Task statement
Scan the entries for "format". Every line that holds it is to be copied.

Data entries:
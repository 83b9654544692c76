use std::time::Instant;

use ratatui::{
    style::{Modifier, Style},
    text::{Line, Span},
};

use super::text::{apply_reveal, center, wrap};
use crate::app::{App, RevealPart, HEADER_ROWS};
use crate::page::Section;

pub struct HeroWidget;

impl HeroWidget {
    /// Full-screen landing block: title, subtitle, description, call to action
    pub fn lines(app: &App, width: usize, now: Instant) -> Vec<Line<'static>> {
        let theme = &app.theme;
        let hero = &app.content.hero;
        let state = |child| app.reveal_state(Section::Hero, RevealPart::Body, child, now);

        let mut lines: Vec<Line<'static>> = vec![
            center(
                Line::from(Span::styled(
                    format!("✦ {}", app.content.site.name),
                    Style::default().fg(theme.grey1),
                )),
                width,
            ),
            Line::default(),
        ];
        lines.resize(HEADER_ROWS as usize, Line::default());

        // Title, one gradient line per source line
        let title: Vec<Line<'static>> = hero
            .title
            .lines()
            .map(|row| {
                let letters: Vec<char> = row.to_uppercase().chars().collect();
                let n = letters.len().max(1);
                let spans: Vec<Span<'static>> = letters
                    .iter()
                    .enumerate()
                    .map(|(i, ch)| {
                        Span::styled(
                            format!("{} ", ch),
                            Style::default()
                                .fg(theme.gradient(i as f64 / n as f64))
                                .add_modifier(Modifier::BOLD),
                        )
                    })
                    .collect();
                center(Line::from(spans), width)
            })
            .chain(std::iter::once(Line::default()))
            .collect();
        lines.extend(apply_reveal(title, state(0), theme, width));

        let subtitle = vec![
            center(
                Line::from(Span::styled(
                    hero.subtitle.clone(),
                    Style::default().fg(theme.blue).add_modifier(Modifier::ITALIC),
                )),
                width,
            ),
            Line::default(),
        ];
        lines.extend(apply_reveal(subtitle, state(1), theme, width));

        let text_width = width.saturating_sub(8).min(72);
        let mut description: Vec<Line<'static>> = wrap(&hero.description, text_width)
            .into_iter()
            .map(|row| {
                center(
                    Line::from(Span::styled(row, Style::default().fg(theme.fg0))),
                    width,
                )
            })
            .collect();
        description.push(Line::default());
        lines.extend(apply_reveal(description, state(2), theme, width));

        let mut links: Vec<Span<'static>> = Vec::new();
        for (i, link) in app.content.site.links.iter().enumerate() {
            if i > 0 {
                links.push(Span::styled("  ", Style::default()));
            }
            links.push(Span::styled(link.name.clone(), Style::default().fg(theme.grey2)));
        }
        let cta = vec![
            center(
                Line::from(vec![
                    Span::styled(
                        format!(" {} → ", hero.cta_text),
                        Style::default()
                            .fg(theme.bg0)
                            .bg(theme.accent)
                            .add_modifier(Modifier::BOLD),
                    ),
                    Span::styled("  (J) ", Style::default().fg(theme.grey0)),
                ]),
                width,
            ),
            Line::default(),
            center(Line::from(links), width),
        ];
        lines.extend(apply_reveal(cta, state(3), theme, width));

        // Fill the viewport and park the scroll indicator at the bottom
        let target = (app.viewport_height as usize).max(lines.len() + 3);
        lines.resize(target - 2, Line::default());
        lines.push(center(
            Line::from(Span::styled(
                "Scroll to explore ↓",
                Style::default().fg(theme.grey1),
            )),
            width,
        ));
        lines.push(Line::default());
        lines
    }
}
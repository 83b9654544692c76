use std::sync::Arc;

use ratatui::{
    style::{Modifier, Style},
    text::{Line, Span},
};
use showcase_core::catalog::MediaItem;
use showcase_core::reveal::VisualState;

use super::text::{apply_reveal, fit_line, swatch_line, truncate_str};
use crate::theme::Theme;

/// Rows taken by one card, borders included
pub const CARD_HEIGHT: usize = 8;
const MIN_CARD_WIDTH: usize = 28;
const MAX_COLUMNS: usize = 3;
const GAP: usize = 2;

/// Number of card columns that fit in `width`
pub fn columns_for(width: usize) -> usize {
    ((width + GAP) / (MIN_CARD_WIDTH + GAP)).clamp(1, MAX_COLUMNS)
}

/// Lay items out in a grid, each card sampled through `state_of(position)`
pub fn grid<'a>(
    items: impl Iterator<Item = &'a Arc<MediaItem>>,
    selected: Option<usize>,
    state_of: impl Fn(usize) -> VisualState,
    theme: &Theme,
    width: usize,
) -> Vec<Line<'static>> {
    let columns = columns_for(width);
    let card_width = (width.saturating_sub(GAP * (columns - 1)) / columns).max(8);
    let items: Vec<&Arc<MediaItem>> = items.collect();

    let mut lines = Vec::new();
    for (row, chunk) in items.chunks(columns).enumerate() {
        let cards: Vec<Vec<Line<'static>>> = chunk
            .iter()
            .enumerate()
            .map(|(col, item)| {
                let position = row * columns + col;
                let card = card(item, selected == Some(position), theme, card_width);
                apply_reveal(card, state_of(position), theme, card_width)
                    .into_iter()
                    .map(|line| fit_line(line, card_width))
                    .collect()
            })
            .collect();

        for i in 0..CARD_HEIGHT {
            let mut spans: Vec<Span<'static>> = Vec::new();
            for (col, card) in cards.iter().enumerate() {
                if col > 0 {
                    spans.push(Span::raw(" ".repeat(GAP)));
                }
                if let Some(line) = card.get(i) {
                    spans.extend(line.spans.iter().cloned());
                }
            }
            lines.push(Line::from(spans));
        }
        lines.push(Line::default());
    }
    lines
}

/// One bordered card: media swatch, title, meta, description, tags
pub fn card(item: &MediaItem, selected: bool, theme: &Theme, width: usize) -> Vec<Line<'static>> {
    let inner = width.saturating_sub(4);
    let border = if selected {
        Style::default().fg(theme.accent).add_modifier(Modifier::BOLD)
    } else {
        Style::default().fg(theme.grey0)
    };
    let body_bg = if selected { theme.selection } else { theme.bg1 };

    let row = |content: Line<'static>| -> Line<'static> {
        let mut spans = vec![Span::styled("│ ", border)];
        let fitted = fit_line(content, inner);
        spans.extend(
            fitted
                .spans
                .into_iter()
                .map(|s| {
                    let style = s.style.bg(s.style.bg.unwrap_or(body_bg));
                    Span::styled(s.content, style)
                }),
        );
        spans.push(Span::styled(" │", border));
        Line::from(spans)
    };

    let placeholder = item.placeholder();
    let media = match (item.video(), item.image.as_deref()) {
        (Some(_), _) => swatch_line("▶", theme.placeholder(placeholder.hue), theme.fg1, inner),
        (None, Some(_)) => swatch_line(
            &format!("▣ {}", placeholder.initials),
            theme.placeholder(placeholder.hue),
            theme.fg1,
            inner,
        ),
        (None, None) => swatch_line(
            &placeholder.initials,
            theme.placeholder(placeholder.hue),
            theme.bg0,
            inner,
        ),
    };

    let mut title = vec![Span::styled(
        truncate_str(&item.title, inner.saturating_sub(2)),
        Style::default().fg(theme.fg1).add_modifier(Modifier::BOLD),
    )];
    if item.featured {
        title.push(Span::styled(" ★", Style::default().fg(theme.yellow)));
    }

    let meta = match item.project() {
        Some(project) => format!(
            "{} · {}",
            item.category_label(),
            project.date.format("%b %Y")
        ),
        None => item.category_label().to_string(),
    };

    let tags = item
        .tags
        .iter()
        .map(|t| format!("#{}", t))
        .collect::<Vec<_>>()
        .join(" ");

    vec![
        Line::from(vec![
            Span::styled("╭", border),
            Span::styled("─".repeat(width.saturating_sub(2)), border),
            Span::styled("╮", border),
        ]),
        row(media),
        row(Line::from(title)),
        row(Line::from(Span::styled(meta, Style::default().fg(theme.aqua)))),
        row(Line::from(Span::styled(
            truncate_str(&item.description, inner),
            Style::default().fg(theme.grey2),
        ))),
        row(Line::from(Span::styled(
            truncate_str(&tags, inner),
            Style::default().fg(theme.purple),
        ))),
        row(Line::default()),
        Line::from(vec![
            Span::styled("╰", border),
            Span::styled("─".repeat(width.saturating_sub(2)), border),
            Span::styled("╯", border),
        ]),
    ]
}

Result below
                    format!("✦ {}", app.content.site.name),
                            format!("{} ", ch),
                        format!(" {} → ", hero.cta_text),
            &format!("▣ {}", placeholder.initials),
        Some(project) => format!(
            project.date.format("%b %Y")
        .map(|t| format!("#{}", t))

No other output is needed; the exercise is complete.